Sobrevivência graças às redes

Apesar de o mercado editorial e livreiro depender quase exclusivamente de tinta e papel —a última pesquisa sobre as vendas de e-books no país, divulgada em 2017, mostrou que os livros nesse formato correspondiam a apenas 1,09% do setor— é no mundo digital que está chance de sobrevivência das pequenas editoras e negócios livreiros. Foi precisamente da inquietude sobre como se comunicar com o público que nasceu a Antofágica, em 2019, criada por sócios que trabalharam durante anos em editoras como Intrínseca e Aleph.

“Antes, as editoras não precisavam falar com o leitor, mas isso mudou. Queríamos ser menos como um varejista que só vende um produto e mais como uma editora que cria experiências para o leitor”, diz Lameira. Por isso, a editora mantém um grupo com leitores no Telegram, e alguns títulos vêm com QR codes que levam a aulas online sobre aquela obra. “É essa relação com o leitor que pauta as decisões editoriais. O fato de a quarta capa de cada livro ser apenas uma frase, por exemplo, foi pensado para o formato dos stories do Instagram. A escolha dos títulos passa por isso, toda a estética foi pensada para a dinâmica de redes”, acrescenta Lameira. Curiosamente, os livros da Antofágica podem ser comprados apenas na Amazon ou em livrarias independentes.

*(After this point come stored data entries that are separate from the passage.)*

use eframe::egui::{self, Color32, RichText, ScrollArea, Ui};
use egui_extras::{Column, TableBuilder};

use crate::color;
use crate::data::filter::DepFilter;
use crate::data::model::Program;
use crate::state::AppState;

// ---------------------------------------------------------------------------
// Top bar
// ---------------------------------------------------------------------------

/// Render the top menu / toolbar.
pub fn top_bar(ui: &mut Ui, state: &mut AppState) {
    egui::menu::bar(ui, |ui: &mut Ui| {
        ui.menu_button("Archivo", |ui: &mut Ui| {
            if ui.button("Abrir…").clicked() {
                open_file_dialog(state);
                ui.close_menu();
            }
            let can_export = state.dataset.is_some() && !state.visible.is_empty();
            if ui
                .add_enabled(can_export, egui::Button::new("Exportar filtrados…"))
                .clicked()
            {
                export_dialog(state);
                ui.close_menu();
            }
        });

        ui.separator();

        if let (Some(ds), Some(name)) = (&state.dataset, &state.file_name) {
            ui.label(format!(
                "'{name}': {} registros válidos, {} visibles",
                ds.len(),
                state.visible.len()
            ));
        }

        if let Some(msg) = &state.status_message {
            ui.separator();
            let color = if msg.starts_with("Error") {
                Color32::RED
            } else {
                ui.visuals().text_color()
            };
            ui.label(RichText::new(msg).color(color));
        }
    });
}

// ---------------------------------------------------------------------------
// Left side panel – filter widgets
// ---------------------------------------------------------------------------

/// Render the filter panel: program multi-select, dependency combo,
/// enrollment range, reset, and the record counters.
pub fn side_panel(ui: &mut Ui, state: &mut AppState) {
    ui.heading("Filtros");
    ui.separator();

    let Some(dataset) = state.dataset.clone() else {
        ui.label("Sube un archivo Excel para comenzar.");
        return;
    };

    ScrollArea::vertical()
        .auto_shrink([false, false])
        .show(ui, |ui: &mut Ui| {
            // ---- Program categories ----
            ui.strong("Programa");
            for program in Program::ALL {
                if !dataset.programs_present.contains(&program) {
                    continue;
                }
                let mut checked = state.filters.programs.contains(&program);
                let label = RichText::new(program.label()).color(color::fill_for(program));
                if ui.checkbox(&mut checked, label).changed() {
                    state.toggle_program(program);
                }
            }
            ui.separator();

            // ---- Dependency code ----
            ui.strong("Dependencia (COD_DEPE2)");
            if dataset.dep_codes.is_empty() {
                ui.label("'COD_DEPE2' sin valores.");
            } else {
                let current = match &state.filters.dep {
                    DepFilter::All => "Todos".to_string(),
                    DepFilter::Code(c) => c.clone(),
                };
                egui::ComboBox::from_id_salt("dep_filter")
                    .selected_text(&current)
                    .show_ui(ui, |ui: &mut Ui| {
                        if ui.selectable_label(current == "Todos", "Todos").clicked() {
                            state.set_dep(DepFilter::All);
                        }
                        for code in &dataset.dep_codes {
                            if ui.selectable_label(current == *code, code).clicked() {
                                state.set_dep(DepFilter::Code(code.clone()));
                            }
                        }
                    });
            }
            ui.separator();

            // ---- Enrollment range ----
            ui.strong("Matrícula Total");
            match dataset.enrollment_bounds {
                None => {
                    ui.label("'MAT_TOTAL' no encontrado.");
                }
                Some((lo, hi)) if lo == hi => {
                    // Single observed value: a fixed one-value "range".
                    ui.label(format!("{lo} (valor único)"));
                }
                Some((lo, hi)) => {
                    let (mut min, mut max) = state.filters.enrollment.unwrap_or((lo, hi));
                    let changed = ui
                        .add(egui::Slider::new(&mut min, lo..=hi).text("mín"))
                        .changed()
                        | ui
                            .add(egui::Slider::new(&mut max, lo..=hi).text("máx"))
                            .changed();
                    if changed {
                        state.set_enrollment_range(Some((min, max)));
                    }
                }
            }
            ui.separator();

            if ui.button("♻ Limpiar filtros").clicked() {
                state.reset_filters();
            }
            ui.add_space(4.0);

            ui.label(format!(
                "Registros tras filtros: {}",
                state.visible.len()
            ));
            if state.visible.is_empty() {
                ui.label(RichText::new("0 registros con estos filtros.").color(Color32::YELLOW));
            }
            if let Some(warn) = &state.perf_warning {
                ui.label(RichText::new(warn).color(Color32::ORANGE));
            }
            if let Some(warn) = &state.warning {
                ui.label(RichText::new(warn).color(Color32::ORANGE));
            }
        });
}

// ---------------------------------------------------------------------------
// Filtered-records table (bottom panel)
// ---------------------------------------------------------------------------

/// Table of the currently visible records, in the prioritized column order.
pub fn records_table(ui: &mut Ui, state: &AppState) {
    let Some(dataset) = &state.dataset else {
        return;
    };

    TableBuilder::new(ui)
        .striped(true)
        .column(Column::auto())
        .column(Column::remainder())
        .columns(Column::auto(), 6)
        .header(18.0, |mut header| {
            for title in [
                "RBD", "NOM_RBD", "Programa", "MAT_TOTAL", "COD_DEPE", "COD_DEPE2", "LATITUD",
                "LONGITUD",
            ] {
                header.col(|ui: &mut Ui| {
                    ui.strong(title);
                });
            }
        })
        .body(|body| {
            body.rows(18.0, state.visible.len(), |mut row| {
                let Some(&idx) = state.visible.get(row.index()) else {
                    return;
                };
                let Some(fac) = dataset.facilities.get(idx) else {
                    return;
                };
                row.col(|ui: &mut Ui| {
                    ui.label(fac.id.to_string());
                });
                row.col(|ui: &mut Ui| {
                    ui.label(&fac.name);
                });
                row.col(|ui: &mut Ui| {
                    ui.label(RichText::new(fac.program.label()).color(color::fill_for(fac.program)));
                });
                row.col(|ui: &mut Ui| {
                    ui.label(fac.enrollment.to_string());
                });
                row.col(|ui: &mut Ui| {
                    ui.label(&fac.dep_code_1);
                });
                row.col(|ui: &mut Ui| {
                    ui.label(&fac.dep_code_2);
                });
                row.col(|ui: &mut Ui| {
                    ui.label(format!("{:.6}", fac.lat));
                });
                row.col(|ui: &mut Ui| {
                    ui.label(format!("{:.6}", fac.lon));
                });
            });
        });
}

// ---------------------------------------------------------------------------
// Detail window for the selected marker
// ---------------------------------------------------------------------------

/// Floating detail card for the facility selected on the map.
pub fn detail_window(ctx: &egui::Context, state: &mut AppState) {
    let Some(idx) = state.selected else {
        return;
    };
    let Some(dataset) = state.dataset.clone() else {
        state.selected = None;
        return;
    };
    let Some(fac) = dataset.facilities.get(idx) else {
        log::warn!("selected facility index {idx} out of range");
        state.selected = None;
        return;
    };

    let mut open = true;
    egui::Window::new(format!("RBD {}", fac.id))
        .open(&mut open)
        .collapsible(false)
        .resizable(false)
        .show(ctx, |ui: &mut Ui| {
            ui.heading(RichText::new(&fac.name).color(color::fill_for(fac.program)));
            ui.separator();
            ui.label(format!("Programa: {}", fac.program));
            ui.label(format!(
                "Dependencia (1/2): {} / {}",
                fac.dep_code_1, fac.dep_code_2
            ));
            ui.label(format!("PIE: {}", if fac.has_pie { "Sí" } else { "No" }));
            ui.label(format!("PACE: {}", if fac.has_pace { "Sí" } else { "No" }));
            ui.label(format!("Matrícula Total: {}", fac.enrollment));
            let active = fac.active_levels();
            ui.label(format!(
                "Enseñanzas Activas (01-06): {}",
                if active.is_empty() {
                    "Ninguna".to_string()
                } else {
                    active.join(", ")
                }
            ));
            ui.label(format!("({:.6}, {:.6})", fac.lat, fac.lon));
        });
    if !open {
        state.selected = None;
    }
}

// ---------------------------------------------------------------------------
// File dialogs
// ---------------------------------------------------------------------------

pub fn open_file_dialog(state: &mut AppState) {
    let file = rfd::FileDialog::new()
        .set_title("Abrir base de establecimientos")
        .add_filter("Hojas de cálculo", &["xlsx", "xls", "csv"])
        .add_filter("Excel", &["xlsx", "xls"])
        .add_filter("CSV", &["csv"])
        .pick_file();

    if let Some(path) = file {
        state.load_path(&path);
    }
}

pub fn export_dialog(state: &mut AppState) {
    let file = rfd::FileDialog::new()
        .set_title("Exportar datos filtrados")
        .set_file_name("datos_filtrados.xlsx")
        .add_filter("Excel", &["xlsx"])
        .save_file();

    if let Some(path) = file {
        // Errors are reported through the status message.
        let _ = state.export_visible(&path);
    }
}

Na livraria Simples, localizada em uma charmosa casinha azul no centro de São Paulo, a presença nas redes sociais tem sido fundamental para manter o funcionamento da loja. “Tivemos que migrar para a venda online por conta da pandemia. Até abril do ano passado, sequer tínhamos um site institucional”, conta Beto Ribeiro, dono da Simples. Agora, à medida que vai registrando as entradas de livros no catálogo da livraria, ele mesmo já vi postando fotos e vídeos das obras para gerar interação com os leitores. “Essa comunicação é um diferencial, mas é um trabalho quase artesanal e que demanda muito tempo e dedicação. Às vezes, você troca mais de dez mensagens com um cliente para fechar a venda de um livro de 15 reais”, explica. Ribeiro acrescenta ainda que o que tem “segurado o rojão” da crise —para ele e outras fontes ouvidas na reportagem— é o espírito de comunidade em torno das livraria de rua, a fidelização dos clientes. “É só com os leitores que podemos contar”, conclui.